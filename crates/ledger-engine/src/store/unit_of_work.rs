use chrono::Utc;
use tracing::debug;

use crate::error::{LedgerError, LedgerResult};
use crate::model::{AccountId, TransactionId};
use crate::transaction::{NewTransaction, Transaction};

use super::LedgerStore;

#[derive(Debug)]
struct Staged {
    expected_current: Option<TransactionId>,
    draft: NewTransaction,
}

/// Atomic group of demotions and inserts scoped to a fixed set of accounts.
///
/// Nothing touches the tables until [`UnitOfWork::commit`]. Dropping a unit
/// of work without committing discards everything staged in it.
#[derive(Debug)]
pub struct UnitOfWork<'s> {
    store: &'s LedgerStore,
    scope: Vec<AccountId>,
    staged: Vec<Staged>,
}

impl<'s> UnitOfWork<'s> {
    pub(crate) fn begin(store: &'s LedgerStore, scope: &[AccountId]) -> Self {
        Self {
            store,
            scope: scope.to_vec(),
            staged: Vec::with_capacity(scope.len()),
        }
    }

    /// Current transaction of an account inside the scope.
    pub fn current(&self, account_id: AccountId) -> LedgerResult<Option<Transaction>> {
        self.ensure_in_scope(account_id)?;
        self.store.current_transaction(account_id)
    }

    /// Stages `draft` as the new current row of its account, replacing `previous`.
    ///
    /// `previous` must be what [`UnitOfWork::current`] returned for the same
    /// account; commit refuses to apply if it is no longer current.
    pub fn supersede(
        &mut self,
        previous: Option<&Transaction>,
        draft: NewTransaction,
    ) -> LedgerResult<()> {
        let account_id = draft.account_id;
        self.ensure_in_scope(account_id)?;
        if let Some(previous) = previous {
            if previous.account_id != account_id || !previous.is_current {
                return Err(LedgerError::Storage(format!(
                    "transaction {} is not the current row of account {account_id}",
                    previous.id
                )));
            }
        }
        if self.staged.iter().any(|s| s.draft.account_id == account_id) {
            return Err(LedgerError::Storage(format!(
                "account {account_id} already has a staged row in this unit of work"
            )));
        }
        self.staged.push(Staged {
            expected_current: previous.map(|tx| tx.id),
            draft,
        });
        Ok(())
    }

    /// Applies every staged row at once, in staging order.
    pub fn commit(self) -> LedgerResult<Vec<Transaction>> {
        let store = self.store;
        let mut table = store
            .transactions
            .write()
            .map_err(|_| LedgerError::lock_poisoned("transaction table"))?;

        for staged in &self.staged {
            let account_id = staged.draft.account_id;
            if table.current_id(account_id) != staged.expected_current {
                return Err(LedgerError::ConcurrentModification { account_id });
            }
        }

        let now = Utc::now();
        let committed: Vec<Transaction> = self
            .staged
            .into_iter()
            .map(|staged| table.append(staged.expected_current, staged.draft, now))
            .collect();
        debug!(rows = committed.len(), "unit of work committed");
        Ok(committed)
    }

    pub fn rollback(self) {
        debug!(rows = self.staged.len(), "unit of work rolled back");
    }

    fn ensure_in_scope(&self, account_id: AccountId) -> LedgerResult<()> {
        if self.scope.contains(&account_id) {
            Ok(())
        } else {
            Err(LedgerError::Storage(format!(
                "account {account_id} is outside the unit of work"
            )))
        }
    }
}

Activity
Your answer should consist only of the lines above between the line holding "let mut table = store" and the line holding "let account_id = staged.draft.account_id;", inclusive, each transcribed exactly.

Written response
        let mut table = store
            .transactions
            .write()
            .map_err(|_| LedgerError::lock_poisoned("transaction table"))?;

        for staged in &self.staged {
            let account_id = staged.draft.account_id;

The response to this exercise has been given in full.